So much for the worst fringe of this question, the maltreated children, the children of the slum, the children of drunkards and criminals, and the illegitimate. But the bulk of the children of deficient growth, the bulk of the excessive mortality, lies above the level of such intervention, and the method of attack of the New Republican must be less direct. Happily there already exists a complicated mass of legislation that without any essential change of principle could be applied to this object.

The first of the expedients which would lead to a permanent improvement in these matters is the establishment of a minimum of soundness and sanitary convenience in houses, below which standard it shall be illegal to inhabit a house at all. There should be a certain relation between the size of rooms and their ventilating appliances, a certain minimum of lighting, certain conditions of open space about the house and sane rules about foundations and materials. These regulations would vary with the local density of population – many things are permissible in Romney marsh, for example, which the south-west wind sweeps everlastingly, that would be deadly in Rotherhithe. At present in England there are local building regulations, for the most part vexatious and stupid to an almost incredible degree, and compiled without either imagination or understanding, but it should be possible to substitute for these a national minimum of habitability without any violent revolution. A house that failed to come up to this minimum – which might begin very low and be raised at intervals of years – would, after due notice, be pulled down. It might be pulled down and the site taken over and managed by the local authority – allowing its owner a portion of its value in compensation – if it was evident his failure to keep up to the standard had an adequate excuse. In time it might be possible to level up the minimum standard of all tenements in towns and urban districts at any rate to the possession of a properly equipped bathroom for example, without which, for hardworking people, regular cleanliness is a practical impossibility. This process of levelling-up the minimum tenement would be enormously aided by a philanthropic society which would devote itself to the study of building methods and materials, to the evolution of conveniences, and the direction of invention to lessening the cost and complication of building wholesome dwellings.

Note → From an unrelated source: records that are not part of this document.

//! Scripted in-memory render client used by the controller and harvester tests.

use std::collections::HashMap;
use std::sync::atomic::{AtomicUsize, Ordering};
use std::sync::{Arc, Mutex};
use std::time::Duration;

use async_trait::async_trait;

use crate::scraper::{ClickOutcome, Locator, RenderClient, RenderClientFactory, RenderError};

/// How long a scripted control stays on the page
#[derive(Debug, Clone, Copy)]
pub enum Presence {
    Always,
    /// Disappears after this many successful clicks
    Times(u32),
}

#[derive(Debug, Default)]
struct FakeState {
    controls: HashMap<String, Presence>,
    clicks: HashMap<String, u32>,
}

pub struct FakeClient {
    markup: String,
    fail_load: bool,
    visible: bool,
    click_outcome: ClickOutcome,
    state: Mutex<FakeState>,
    loads: AtomicUsize,
}

impl FakeClient {
    pub fn new(markup: &str) -> Self {
        Self {
            markup: markup.to_string(),
            fail_load: false,
            visible: true,
            click_outcome: ClickOutcome::Clicked,
            state: Mutex::new(FakeState::default()),
            loads: AtomicUsize::new(0),
        }
    }

    pub fn with(self, locator: &Locator, presence: Presence) -> Self {
        self.state
            .lock()
            .unwrap()
            .controls
            .insert(locator.xpath().to_string(), presence);
        self
    }

    pub fn with_click_outcome(mut self, outcome: ClickOutcome) -> Self {
        self.click_outcome = outcome;
        self
    }

    pub fn hidden(mut self) -> Self {
        self.visible = false;
        self
    }

    pub fn failing_load(mut self) -> Self {
        self.fail_load = true;
        self
    }

    pub fn clicks_on(&self, locator: &Locator) -> u32 {
        let state = self.state.lock().unwrap();
        state.clicks.get(locator.xpath()).copied().unwrap_or(0)
    }

    pub fn total_clicks(&self) -> u32 {
        self.state.lock().unwrap().clicks.values().sum()
    }

    pub fn loads(&self) -> usize {
        self.loads.load(Ordering::SeqCst)
    }

    fn present(&self, xpath: &str) -> bool {
        let state = self.state.lock().unwrap();
        match state.controls.get(xpath) {
            Some(Presence::Always) => true,
            Some(Presence::Times(n)) => *n > 0,
            None => false,
        }
    }
}

#[async_trait]
impl RenderClient for FakeClient {
    type Handle = String;

    async fn load(&self, url: &str) -> Result<(), RenderError> {
        self.loads.fetch_add(1, Ordering::SeqCst);
        if self.fail_load {
            return Err(RenderError::Navigation(format!("unreachable: {}", url)));
        }
        Ok(())
    }

    async fn find_candidates(&self, locators: &[Locator]) -> Vec<String> {
        locators
            .iter()
            .filter(|l| self.present(l.xpath()))
            .map(|l| l.xpath().to_string())
            .collect()
    }

    async fn is_visible(&self, _handle: &String) -> bool {
        self.visible
    }

    async fn scroll_into_view(&self, _handle: &String) {}

    async fn click(&self, handle: &String) -> ClickOutcome {
        if !self.click_outcome.succeeded() {
            return self.click_outcome;
        }
        let mut state = self.state.lock().unwrap();
        if let Some(Presence::Times(n)) = state.controls.get_mut(handle) {
            *n = n.saturating_sub(1);
        }
        *state.clicks.entry(handle.clone()).or_default() += 1;
        self.click_outcome
    }

    async fn wait_until_clickable(&self, locator: &Locator, _timeout: Duration) -> Option<String> {
        self.find_candidates(std::slice::from_ref(locator))
            .await
            .into_iter()
            .next()
    }

    async fn current_markup(&self) -> Result<String, RenderError> {
        Ok(self.markup.clone())
    }

    async fn close(&self) {}
}

/// Hands out fake clients keyed by URL; unknown URLs fail to load
#[derive(Default)]
pub struct FakeFactory {
    pages: HashMap<String, String>,
    pub opened: Arc<AtomicUsize>,
    pub closed: Arc<AtomicUsize>,
    fail_open: bool,
}

impl FakeFactory {
    pub fn new() -> Self {
        Self::default()
    }

    pub fn page(mut self, url: &str, markup: &str) -> Self {
        self.pages.insert(url.to_string(), markup.to_string());
        self
    }

    pub fn failing_open(mut self) -> Self {
        self.fail_open = true;
        self
    }
}

/// Client produced by [`FakeFactory`]: serves the markup of whichever URL it loads
pub struct RoutedClient {
    pages: HashMap<String, String>,
    inner: Mutex<Option<FakeClient>>,
    closed: Arc<AtomicUsize>,
}

#[async_trait]
impl RenderClient for RoutedClient {
    type Handle = String;

    async fn load(&self, url: &str) -> Result<(), RenderError> {
        let client = match self.pages.get(url) {
            Some(markup) => FakeClient::new(markup),
            None => FakeClient::new("").failing_load(),
        };
        let result = client.load(url).await;
        *self.inner.lock().unwrap() = Some(client);
        result
    }

    async fn find_candidates(&self, _locators: &[Locator]) -> Vec<String> {
        Vec::new()
    }

    async fn is_visible(&self, _handle: &String) -> bool {
        false
    }

    async fn scroll_into_view(&self, _handle: &String) {}

    async fn click(&self, _handle: &String) -> ClickOutcome {
        ClickOutcome::Failed
    }

    async fn wait_until_clickable(&self, _locator: &Locator, _timeout: Duration) -> Option<String> {
        None
    }

    async fn current_markup(&self) -> Result<String, RenderError> {
        let inner = self.inner.lock().unwrap();
        inner
            .as_ref()
            .map(|c| c.markup.clone())
            .ok_or(RenderError::Closed)
    }

    async fn close(&self) {
        self.closed.fetch_add(1, Ordering::SeqCst);
    }
}

#[async_trait]
impl RenderClientFactory for FakeFactory {
    type Client = RoutedClient;

    async fn open(&self) -> Result<RoutedClient, RenderError> {
        if self.fail_open {
            return Err(RenderError::Launch("no browser".into()));
        }
        self.opened.fetch_add(1, Ordering::SeqCst);
        Ok(RoutedClient {
            pages: self.pages.clone(),
            inner: Mutex::new(None),
            closed: self.closed.clone(),
        })
    }
}
pub mod sqlite;

use chrono::{DateTime, Utc};

use crate::app::Result;
use crate::domain::LabeledReview;

pub use sqlite::SqliteStore;

/// One archived scrape
#[derive(Debug, Clone, PartialEq)]
pub struct Run {
    pub id: i64,
    pub started_at: DateTime<Utc>,
    pub urls: Vec<String>,
    pub review_count: usize,
}

pub trait ReviewStore {
    // Run operations
    fn record_run(
        &self,
        started_at: DateTime<Utc>,
        urls: &[String],
        records: &[LabeledReview],
    ) -> Result<i64>;
    fn get_run(&self, id: i64) -> Result<Option<Run>>;
    fn latest_run(&self) -> Result<Option<Run>>;

    // Review operations
    fn reviews_for_run(&self, run_id: i64) -> Result<Vec<LabeledReview>>;
}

The state of repair of inhabited buildings is also already a matter of public concern. All that is needed is a slow, persistent tightening-up of the standard. This would ensure, at any rate, that the outer shell of the child’s surroundings gave it a fair chance in life. In the next place comes legislation against overcrowding. There must be a maximum number of inhabitants to any tenement, and a really sane law will be far more stringent to secure space and air for young children than for adults. There is little reason, except the possible harbouring of parasites and infectious disease, why five or six adults should not share a cask on a dust heap as a domicile – if it pleases them. But directly children come in we touch the future. The minimum permissible tenement for a maximum of two adults and a very young child is one properly ventilated room capable of being heated, with close and easy access to sanitary conveniences, a constant supply of water and easy means of getting warm water. More than one child should mean another room, and it seems only reasonable if we go so far as this, to go further and require a minimum of furniture and equipment, a fire-guard, for instance, and a separate bed or cot for the child. In a civilized community little children should not sleep with adults, and the killing of children by “accidental” overlaying should be a punishable offence. [Footnote: In the returns I have quoted from Blackburn, Leicester, and Preston the number of deaths from suffocation per 100,000 infants born was 232 in the first year of life. ]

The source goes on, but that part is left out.